The Factory Must Grow: Automation in Factorio (2102.04871v1)

Abstract: Efficient optimization of resources is paramount to success in many problems faced today. In the field of operational research the efficient scheduling of employees; packing of vans; routing of vehicles; logistics of airlines and transport of materials can be the difference between emission reduction or excess, profits or losses and feasibility or unworkable solutions. The video game Factorio, by Wube Software, has a myriad of problems which are analogous to such real-world problems, and is a useful simulator for developing solutions for these problems. In this paper we define the logistic transport belt problem and define mathematical integer programming model of it. We developed an interface to allow optimizers in any programming language to interact with Factorio, and we provide an initial benchmark of logistic transport belt problems. We present results for Simulated Annealing, quick Genetic Programming and Evolutionary Reinforcement Learning, three different meta-heuristic techniques to optimize this novel problem.
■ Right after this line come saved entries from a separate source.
use alloy_primitives::{hex, U256};
use alloy_sol_types::SolCall;
use axum::body::Bytes;
use axum::extract::State;
use axum::http::HeaderMap;
use axum::Json;
use faucet_attestor::chain::interfaces::IFaucet;
use faucet_attestor::payout::format_amount;
use faucet_attestor::{AmountReview, ClaimSettings, Recommendation};
use faucet_claim_types::Wad;
use serde::{Deserialize, Serialize};
use tracing::info;

use super::{authorize, parse_body};
use crate::error::ApiError;
use crate::state::AppState;

#[derive(Debug, Serialize)]
#[serde(rename_all = "camelCase")]
pub struct ClaimAmountResponse {
    success: bool,
    eth_price: String,
    price_source: &'static str,
    eth_amount: String,
    wei_amount: String,
    usd_value: String,
}

pub async fn claim_amount(
    State(state): State<AppState>,
) -> Result<Json<ClaimAmountResponse>, ApiError> {
    let quote = state.claims.quote().await?;
    Ok(Json(ClaimAmountResponse {
        success: true,
        eth_price: quote.price.value.to_string(),
        price_source: quote.price.source.as_str(),
        eth_amount: quote.eth_amount,
        wei_amount: quote.wei_amount.to_string(),
        usd_value: quote.usd_value.to_string(),
    }))
}

#[derive(Debug, Serialize)]
#[serde(rename_all = "camelCase")]
pub struct AmountSummary {
    eth_amount: String,
    wei_amount: String,
}

#[derive(Debug, Serialize)]
#[serde(rename_all = "camelCase")]
pub struct UpdateInstructions {
    function: &'static str,
    contract: String,
    calldata: String,
}

#[derive(Debug, Serialize)]
#[serde(rename_all = "camelCase")]
pub struct RecommendResponse {
    success: bool,
    current_eth_price: String,
    price_source: &'static str,
    target_usd_value: String,
    recommended: AmountSummary,
    instructions: UpdateInstructions,
}

/// Recommended claim amount plus the `setClaimAmount` call an owner would submit.
pub async fn recommend(
    State(state): State<AppState>,
    headers: HeaderMap,
) -> Result<Json<RecommendResponse>, ApiError> {
    authorize(&state, &headers)?;
    let quote = state.claims.quote().await?;
    let calldata = IFaucet::setClaimAmountCall {
        newAmount: quote.wei_amount,
    }
    .abi_encode();
    Ok(Json(RecommendResponse {
        success: true,
        current_eth_price: quote.price.value.to_string(),
        price_source: quote.price.source.as_str(),
        target_usd_value: quote.usd_value.to_string(),
        recommended: AmountSummary {
            eth_amount: quote.eth_amount,
            wei_amount: quote.wei_amount.to_string(),
        },
        instructions: UpdateInstructions {
            function: "setClaimAmount(uint256)",
            contract: format!("{:#x}", state.chain.contract()),
            calldata: hex::encode_prefixed(calldata),
        },
    }))
}

#[derive(Debug, Default, Deserialize)]
#[serde(rename_all = "camelCase")]
struct ReviewBody {
    current_claim_amount_wei: Option<String>,
}

#[derive(Debug, Serialize)]
#[serde(rename_all = "camelCase")]
pub struct CurrentStatus {
    claim_amount_wei: String,
    claim_amount_eth: String,
    current_usd_value: String,
    target_usd_value: String,
    deviation: String,
    deviation_percent: String,
}

#[derive(Debug, Serialize)]
#[serde(rename_all = "camelCase")]
pub struct ProposedAmount {
    new_claim_amount_wei: String,
    new_claim_amount_eth: String,
    eth_price: String,
    price_source: &'static str,
}

#[derive(Debug, Serialize)]
#[serde(rename_all = "camelCase")]
pub struct ReviewResponse {
    success: bool,
    needs_update: bool,
    current_status: CurrentStatus,
    recommendation: Option<ProposedAmount>,
}

impl ReviewResponse {
    fn new(review: AmountReview, settings: &ClaimSettings) -> Self {
        let AmountReview {
            current_wei,
            current_usd,
            deviation,
            needs_update,
            recommendation,
        } = review;
        let Recommendation {
            wei_amount,
            eth_amount,
            price,
            ..
        } = recommendation;
        Self {
            success: true,
            needs_update,
            current_status: CurrentStatus {
                claim_amount_wei: current_wei.to_string(),
                claim_amount_eth: format_amount(current_wei, settings.asset.decimals()),
                current_usd_value: current_usd.to_string(),
                target_usd_value: settings.target_usd.to_string(),
                deviation: deviation.to_string(),
                deviation_percent: Wad::from_raw(deviation.raw().saturating_mul(U256::from(100u8)))
                    .to_string(),
            },
            recommendation: needs_update.then(|| ProposedAmount {
                new_claim_amount_wei: wei_amount.to_string(),
                new_claim_amount_eth: eth_amount,
                eth_price: price.value.to_string(),
                price_source: price.source.as_str(),
            }),
        }
    }
}

/// Compare the current claim amount (given, or read from the contract) with the target.
pub async fn review(
    State(state): State<AppState>,
    headers: HeaderMap,
    body: Bytes,
) -> Result<Json<ReviewResponse>, ApiError> {
    authorize(&state, &headers)?;
    let body: ReviewBody = if body.is_empty() {
        ReviewBody::default()
    } else {
        parse_body(&body)?
    };
    let current = match body.current_claim_amount_wei.as_deref() {
        Some(raw) => U256::from_str_radix(raw.trim(), 10)
            .map_err(|_| ApiError::invalid(format!("invalid currentClaimAmountWei: {raw}")))?,
        None => state.chain.claim_amount().await?,
    };
    let review = state.claims.review_amount(current).await?;
    info!(
        current_wei = %current,
        needs_update = review.needs_update,
        deviation = %review.deviation,
        "claim amount reviewed"
    );
    Ok(Json(ReviewResponse::new(review, state.claims.settings())))
}

#[cfg(test)]
mod tests {
    use super::*;
    use faucet_attestor::ClaimPolicy;
    use faucet_claim_types::{ClaimStrategy, PriceAsset, PriceQuote};

    fn settings() -> ClaimSettings {
        ClaimSettings {
            target_usd: "0.1".parse().unwrap(),
            tolerance: "0.1".parse().unwrap(),
            asset: PriceAsset::Ethereum,
            strategy: ClaimStrategy::Direct,
            policy: ClaimPolicy::default(),
        }
    }

    fn review(current_wei: u64, needs_update: bool) -> AmountReview {
        let price = PriceQuote::live(Wad::from_integer(2500), 0);
        AmountReview {
            current_wei: U256::from(current_wei),
            current_usd: "0.125".parse().unwrap(),
            deviation: "0.25".parse().unwrap(),
            needs_update,
            recommendation: Recommendation {
                wei_amount: U256::from(40_000_000_000_000u64),
                eth_amount: "0.00004".to_string(),
                usd_value: "0.1".parse().unwrap(),
                price,
            },
        }
    }

    #[test]
    fn review_reports_percent_and_proposal() {
        let rendered = serde_json::to_value(ReviewResponse::new(
            review(50_000_000_000_000, true),
            &settings(),
        ))
        .unwrap();
        assert_eq!(rendered["needsUpdate"], true);
        assert_eq!(rendered["currentStatus"]["claimAmountEth"], "0.00005");
        assert_eq!(rendered["currentStatus"]["deviationPercent"], "25");
        assert_eq!(
            rendered["recommendation"]["newClaimAmountWei"],
            "40000000000000"
        );
        assert_eq!(rendered["recommendation"]["priceSource"], "live");
    }

    #[test]
    fn no_proposal_within_tolerance() {
        let rendered = serde_json::to_value(ReviewResponse::new(
            review(40_000_000_000_000, false),
            &settings(),
        ))
        .unwrap();
        assert_eq!(rendered["needsUpdate"], false);
        assert!(rendered["recommendation"].is_null());
    }

    #[test]
    fn set_claim_amount_calldata_is_selector_plus_word() {
        let calldata = IFaucet::setClaimAmountCall {
            newAmount: U256::from(1u8),
        }
        .abi_encode();
        assert_eq!(calldata.len(), 4 + 32);
        assert_eq!(calldata[35], 1);
    }
}
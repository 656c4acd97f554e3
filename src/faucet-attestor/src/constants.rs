//! Protocol constants shared by the server and tooling.

/// Base mainnet.
pub const DEFAULT_CHAIN_ID: u64 = 8453;

/// How long a signed attestation stays valid on-chain.
pub const ATTESTATION_TTL_SECS: u64 = 300;

/// USD value paid per claim.
pub const DEFAULT_TARGET_USD: &str = "0.10";

/// ETH/USD used when the price feed is unavailable.
pub const DEFAULT_FALLBACK_PRICE_USD: &str = "2500";

/// Relative deviation of the on-chain claim amount that triggers an update (10%).
pub const DEFAULT_UPDATE_TOLERANCE: &str = "0.10";

pub const DEFAULT_PRICE_API_URL: &str = "https://api.coingecko.com/api/v3";
pub const DEFAULT_RPC_URL: &str = "https://mainnet.base.org";
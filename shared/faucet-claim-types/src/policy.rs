/// Fixed protocol cooldown between claims (48h).
pub const COOLDOWN_SECS: u64 = 172_800;

/// Claim gating policy.
#[derive(Clone, Copy, Debug, PartialEq, Eq)]
pub enum ClaimWindow {
    /// At most one claim, ever.
    OneTime,
    /// One claim per `interval_secs`.
    Cooldown { interval_secs: u64 },
}

impl ClaimWindow {
    pub const fn protocol_cooldown() -> Self {
        ClaimWindow::Cooldown {
            interval_secs: COOLDOWN_SECS,
        }
    }
}

impl TryFrom<&str> for ClaimWindow {
    type Error = String;

    fn try_from(value: &str) -> Result<Self, Self::Error> {
        match value {
            "one-time" => Ok(ClaimWindow::OneTime),
            "cooldown" => Ok(ClaimWindow::protocol_cooldown()),
            other => Err(format!("unknown claim window: {other}")),
        }
    }
}

/// Prior-claim state for one identity, as reported by the system of record.
#[derive(Clone, Copy, Debug, Default, PartialEq, Eq)]
pub struct ClaimRecord {
    pub has_claimed: bool,
    /// Unix seconds of the most recent claim.
    pub last_claim_time: Option<u64>,
}

impl ClaimRecord {
    pub fn claimed_at(at: u64) -> Self {
        Self {
            has_claimed: true,
            last_claim_time: Some(at),
        }
    }
}

/// Outcome of evaluating a policy against a record.
#[derive(Clone, Copy, Debug, PartialEq, Eq)]
pub struct Eligibility {
    pub eligible: bool,
    pub seconds_remaining: u64,
}

impl Eligibility {
    pub const ELIGIBLE: Eligibility = Eligibility {
        eligible: true,
        seconds_remaining: 0,
    };
}

/// Deployment variant for how an attested claim reaches the chain.
#[derive(Clone, Copy, Debug, Default, PartialEq, Eq)]
pub enum ClaimStrategy {
    /// Client submits the attestation itself.
    #[default]
    Direct,
    /// Server submits the attested claim with its relayer key.
    RelayerSigned,
    /// Client submits through a sponsored smart account.
    SmartAccountSponsored,
}

impl ClaimStrategy {
    pub fn as_str(&self) -> &'static str {
        match self {
            ClaimStrategy::Direct => "direct",
            ClaimStrategy::RelayerSigned => "relayer-signed",
            ClaimStrategy::SmartAccountSponsored => "smart-account-sponsored",
        }
    }
}

impl TryFrom<&str> for ClaimStrategy {
    type Error = String;

    fn try_from(value: &str) -> Result<Self, Self::Error> {
        match value {
            "direct" => Ok(ClaimStrategy::Direct),
            "relayer-signed" => Ok(ClaimStrategy::RelayerSigned),
            "smart-account-sponsored" => Ok(ClaimStrategy::SmartAccountSponsored),
            other => Err(format!("unknown claim strategy: {other}")),
        }
    }
}
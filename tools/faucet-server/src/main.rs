use std::net::SocketAddr;

use anyhow::{Context, Result};
use clap::Parser;
use faucet_server::{router, AppState, Settings};
use tokio::signal;
use tracing::{error, info, warn};
use tracing_subscriber::EnvFilter;

#[tokio::main]
async fn main() {
    if let Err(err) = run().await {
        error!(error = %format!("{err:#}"), "faucet server terminated with error");
        std::process::exit(1);
    }
}

async fn run() -> Result<()> {
    dotenv::dotenv().ok();
    let settings = Settings::parse();
    tracing_subscriber::fmt()
        .with_env_filter(
            EnvFilter::try_from_default_env().unwrap_or_else(|_| EnvFilter::new("info")),
        )
        .with_target(false)
        .compact()
        .init();

    info!(?settings, "starting faucet server");
    let state = AppState::from_settings(&settings)?;
    if state.admin_secret.is_none() {
        warn!("ADMIN_SECRET is unset; admin routes are open");
    }

    let addr: SocketAddr = settings
        .listen_addr
        .parse()
        .with_context(|| format!("invalid listen address {}", settings.listen_addr))?;
    let listener = tokio::net::TcpListener::bind(addr)
        .await
        .with_context(|| format!("failed to bind {addr}"))?;
    info!(%addr, "listening");

    axum::serve(listener, router(state))
        .with_graceful_shutdown(shutdown_signal())
        .await
        .context("server error")?;
    info!("shut down");
    Ok(())
}

async fn shutdown_signal() {
    let ctrl_c = async {
        if let Err(err) = signal::ctrl_c().await {
            warn!(error = %err, "failed to listen for Ctrl+C");
            std::future::pending::<()>().await;
        }
    };

    #[cfg(unix)]
    let terminate = async {
        match signal::unix::signal(signal::unix::SignalKind::terminate()) {
            Ok(mut stream) => {
                stream.recv().await;
            }
            Err(err) => {
                warn!(error = %err, "failed to install SIGTERM handler");
                std::future::pending::<()>().await;
            }
        }
    };

    #[cfg(not(unix))]
    let terminate = std::future::pending::<()>();

    tokio::select! {
        _ = ctrl_c => {},
        _ = terminate => {},
    }
}
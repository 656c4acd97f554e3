//! secp256k1 helpers for EIP-191 personal-message signatures.
//!
//! Purpose: produce signatures the verifying contract accepts via
//! `ecrecover(keccak256("\x19Ethereum Signed Message:\n32" || digest), v, r, s)`, and recover
//! them off-chain the same way.

use alloy_primitives::{keccak256, Address, B256};
use k256::ecdsa::{RecoveryId, Signature, SigningKey, VerifyingKey};
use sha3::{Digest, Keccak256};

use crate::errors::AttestationError;
use crate::utils::bytes::hex_fixed;

/// EIP-191 prefix for a 32-byte message.
pub const EIP191_PREFIX_32: &[u8] = b"\x19Ethereum Signed Message:\n32";

fn eth_message_hasher(digest: &B256) -> Keccak256 {
    let mut h = Keccak256::new();
    h.update(EIP191_PREFIX_32);
    h.update(digest.as_slice());
    h
}

/// `keccak256("\x19Ethereum Signed Message:\n32" || digest)`.
pub fn eth_message_hash(digest: &B256) -> B256 {
    B256::from_slice(eth_message_hasher(digest).finalize().as_slice())
}

/// Parse a 32-byte private key from hex (`0x` prefix optional).
pub fn signing_key_from_hex(s: &str) -> Result<SigningKey, AttestationError> {
    let bytes = hex_fixed::<32>(s, "signing key").map_err(|_| AttestationError::InvalidKey)?;
    SigningKey::from_slice(&bytes).map_err(|_| AttestationError::InvalidKey)
}

/// Ethereum address of a public key: low 20 bytes of `keccak256(x || y)`.
pub fn address_of(key: &VerifyingKey) -> Address {
    let point = key.to_encoded_point(false);
    let hash = keccak256(&point.as_bytes()[1..]);
    Address::from_slice(&hash[12..])
}

/// Sign `digest` as an EIP-191 personal message. Returns `r || s || v` with `v` in {27, 28}.
///
/// RFC6979 nonces make the output deterministic for a given key and digest.
pub fn sign_eth_message(key: &SigningKey, digest: &B256) -> Result<[u8; 65], AttestationError> {
    let (signature, recovery_id) = key
        .sign_digest_recoverable(eth_message_hasher(digest))
        .map_err(|_| AttestationError::SigningFailed)?;

    let mut out = [0u8; 65];
    out[..64].copy_from_slice(signature.to_bytes().as_slice());
    out[64] = recovery_id.to_byte() + 27;
    Ok(out)
}

/// Recover the signer of an EIP-191 signature over `digest`.
///
/// Accepts `v` in {0, 1, 27, 28}; any other `v` tries both parities.
pub fn recover_signer(digest: &B256, sig: &[u8; 65]) -> Result<Address, AttestationError> {
    let signature =
        Signature::from_slice(&sig[..64]).map_err(|_| AttestationError::RecoveryFailed)?;
    let prehash = eth_message_hash(digest);

    let candidates: &[u8] = match sig[64] {
        27 | 28 => &sig[64..65],
        0 => &[27],
        1 => &[28],
        _ => &[27, 28],
    };

    for v in candidates {
        let Some(recovery_id) = RecoveryId::from_byte(v - 27) else {
            continue;
        };
        if let Ok(key) =
            VerifyingKey::recover_from_prehash(prehash.as_slice(), &signature, recovery_id)
        {
            return Ok(address_of(&key));
        }
    }

    Err(AttestationError::RecoveryFailed)
}

#[cfg(test)]
mod tests {
    use super::*;

    // Hardhat account #0.
    const KEY: &str = "0xac0974bec39a17e36ba4a6b4d238ff944bacb478cbed5efcae784d7bf4f2ff80";
    const ADDRESS: &str = "0xf39fd6e51aad88f6f4ce6ab8827279cfffb92266";

    #[test]
    fn derives_the_well_known_address() {
        let key = signing_key_from_hex(KEY).unwrap();
        assert_eq!(format!("{:#x}", address_of(key.verifying_key())), ADDRESS);
    }

    #[test]
    fn rejects_bad_keys() {
        assert!(matches!(
            signing_key_from_hex("0x1234"),
            Err(AttestationError::InvalidKey)
        ));
        assert!(matches!(
            signing_key_from_hex(&format!("0x{}", "00".repeat(32))),
            Err(AttestationError::InvalidKey)
        ));
    }

    #[test]
    fn sign_then_recover() {
        let key = signing_key_from_hex(KEY).unwrap();
        let digest = keccak256(b"faucet");
        let sig = sign_eth_message(&key, &digest).unwrap();
        assert!(sig[64] == 27 || sig[64] == 28);
        assert_eq!(
            recover_signer(&digest, &sig).unwrap(),
            address_of(key.verifying_key())
        );

        let mut zero_based = sig;
        zero_based[64] -= 27;
        assert_eq!(
            recover_signer(&digest, &zero_based).unwrap(),
            address_of(key.verifying_key())
        );
    }

    #[test]
    fn recovery_from_another_digest_yields_another_address() {
        let key = signing_key_from_hex(KEY).unwrap();
        let sig = sign_eth_message(&key, &keccak256(b"faucet")).unwrap();
        let other = recover_signer(&keccak256(b"tampered"), &sig);
        assert_ne!(other.ok(), Some(address_of(key.verifying_key())));
    }
}
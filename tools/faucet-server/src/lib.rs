//! HTTP front end for the faucet claim attestor.

pub mod config;
pub mod donations;
pub mod error;
pub mod routes;
pub mod state;

pub use config::Settings;
pub use routes::router;
pub use state::AppState;
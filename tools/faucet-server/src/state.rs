use std::sync::Arc;

use anyhow::{Context, Result};
use faucet_attestor::chain::{ChainReader, EthersRelayer, TransactionRelayer};
use faucet_attestor::oracle::{CoinGeckoConfig, CoinGeckoOracle};
use faucet_attestor::store::{ChainClaimRecords, ClaimRecordStore, InMemoryClaimStore};
use faucet_attestor::utils::http::HttpConfig;
use faucet_attestor::{AttestationSigner, ClaimPolicy, ClaimService, ClaimSettings};
use faucet_claim_types::PriceAsset;
use tracing::info;

use crate::config::{RecordSource, Settings};
use crate::donations::{DonationLedger, InMemoryDonations};

/// Shared handles for every request.
#[derive(Clone)]
pub struct AppState {
    pub claims: Arc<ClaimService>,
    pub chain: Arc<ChainReader>,
    pub donations: Arc<DonationLedger>,
    pub admin_secret: Option<Arc<str>>,
}

impl AppState {
    /// Wire collaborators from settings. Fails on anything an operator must fix.
    pub fn from_settings(settings: &Settings) -> Result<Self> {
        let relayer = match &settings.relayer_key {
            Some(key) if !key.trim().is_empty() => {
                let relayer = EthersRelayer::new(
                    &settings.rpc_url,
                    key,
                    settings.chain_id,
                    settings.contract_address,
                )
                .context("failed to build relayer")?;
                info!(relayer = %relayer.address(), "relayer loaded");
                Some(Arc::new(relayer) as Arc<dyn TransactionRelayer>)
            }
            _ => None,
        };
        Self::with_relayer(settings, relayer)
    }

    /// Same as [`AppState::from_settings`], with the transaction relayer supplied by the caller.
    pub fn with_relayer(
        settings: &Settings,
        relayer: Option<Arc<dyn TransactionRelayer>>,
    ) -> Result<Self> {
        let signer = AttestationSigner::from_hex(
            &settings.signer_key()?,
            settings.chain_id,
            settings.contract_address,
        )
        .context("invalid signer key")?
        .with_scheme(settings.identity_hash)
        .with_ttl(settings.attestation_ttl_secs);
        info!(signer = %signer.address(), "attestation signer loaded");

        let oracle = CoinGeckoOracle::new(
            CoinGeckoConfig {
                base_url: settings.price_api_url.clone(),
                http: HttpConfig {
                    timeout_ms: settings.price_timeout_ms,
                    retry_max: settings.price_retry_max,
                },
                cache_ttl_secs: settings.price_cache_ttl_secs,
            },
            settings.fallback_price_usd,
        )
        .context("failed to build price oracle")?;

        let chain = Arc::new(
            ChainReader::new(
                settings.rpc_url.clone(),
                settings.contract_address,
                HttpConfig {
                    timeout_ms: settings.rpc_timeout_ms,
                    retry_max: settings.rpc_retry_max,
                },
            )
            .context("failed to build chain reader")?,
        );

        let store: Arc<dyn ClaimRecordStore> = match settings.claim_records {
            RecordSource::Memory => Arc::new(InMemoryClaimStore::new()),
            RecordSource::Chain => Arc::new(ChainClaimRecords::new(Arc::clone(&chain))),
        };

        let claims = ClaimService::new(
            ClaimSettings {
                target_usd: settings.target_usd,
                tolerance: settings.update_tolerance,
                asset: PriceAsset::Ethereum,
                strategy: settings.claim_strategy,
                policy: ClaimPolicy {
                    identity_window: settings.identity_window,
                    wallet_window: settings.wallet_window,
                },
            },
            signer,
            Arc::new(oracle),
            store,
            relayer,
        )
        .context("invalid claim configuration")?;

        Ok(Self {
            claims: Arc::new(claims),
            chain,
            donations: Arc::new(
                DonationLedger::new(Arc::new(InMemoryDonations::with_capacity(
                    settings.donation_capacity,
                )))
                .context("invalid donation rules")?,
            ),
            admin_secret: settings
                .admin_secret
                .as_deref()
                .filter(|s| !s.is_empty())
                .map(Arc::from),
        })
    }
}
• The paper introduces a novel logistic transport belt problem formulated as an integer programming model to optimize resource flow in Factorio.
• It develops the Factorio Optimizer Interface (FOI) that allows external meta-heuristic methods like SA, qGP, and ERL to interact with the game engine.
• Numerical tests show qGP excels in obstacle-free scenarios while ERL generalizes robustly across varied configurations despite computational challenges.

Automation in Factorio

The paper "The Factory Must Grow: Automation in Factorio" addresses optimization challenges within the context of the video game Factorio, exploiting its potential as an operational research simulator. This paper introduces a novel problem referred to as the logistic transport belt problem, drawing parallels to real-world logistical challenges such as those encountered in material transport, vehicle routing, and resource scheduling.

The paper details the development of a mathematical model for the logistic transport belt problem alongside the creation of an interface enabling external optimizers to interact seamlessly with Factorio. The optimization framework is tested using several meta-heuristic methods: Simulated Annealing (SA), quick Genetic Programming (qGP), and Evolutionary Reinforcement Learning (ERL).

Core Contributions

1. Definition and Model Formulation: The authors formulate the logistic transport belt problem as a mathematical integer programming problem. The model captures constraints and objectives relevant to the optimization of transport belts in Factorio, which are critical for maximizing outputs and ensuring efficient resource allocation.
2. Factorio Optimizer Interface (FOI): An interface, compatible with multiple programming languages, was developed to facilitate communication between external optimizers and the Factorio game engine. The FOI translates problem instances into their corresponding Lua commands for execution in the game, receiving feedback in real-time during the optimization process.
3. Meta-Heuristic Techniques Application:
   • Simulated Annealing (SA): A classical optimization method modified for parallel execution, enabling simultaneous solution evaluation and adaptation based on stochastic sampling.

• quick Genetic Programming (qGP): A newly presented variant of Genetic Programming tailored for the logistic belt problem, leveraging domain-specific operators and operands to optimize the belt layout efficiently.
• Evolutionary Reinforcement Learning (ERL): Integrates Genetic Programming with reinforcement learning paradigms to evolve generalist agents capable of solving multiple instances of the belt problem by direct interaction and adaptation.

Numerical Results and Observations

The performance of the three optimization strategies across varying grid sizes (3x3, 6x6, and 12x12) and obstacle configurations was analyzed. qGP demonstrated a superior capability in handling problem instances without obstacles, as it utilized specialized knowledge embedded in the operators. Meanwhile, ERL showed significant robustness, particularly in generalizing solutions across different problem configurations; however, it faced challenges with computational efficiency on larger grid sizes. The parallel SA method was efficient but limited in scaling to higher complexities inherent in larger grid layouts.

Implications and Future Directions

The implications of this research extend beyond the scope of video games, offering insights into the automated resolution of complex logistical challenges using meta-heuristic approaches. The interaction between optimization algorithms and simulation environments such as Factorio suggests pathways for solving real-world logistics and supply chain problems more effectively, enhancing adaptability and resilience.

Future developments might focus on complexifying the logistic belt problem by integrating additional in-game variables such as splitter dynamics and throughput constraints. Furthermore, exploring hybridization strategies or co-evolution techniques may unveil new optimization frontiers, enhancing the diversity and efficiency of solutions obtained through automated game interaction models.

This paper thus provides a foundational exploration into the dynamics of optimization problems within virtual environments, illustrating their utility as benchmarks and testbeds for developing cutting-edge computational techniques applicable to real-world operational challenges.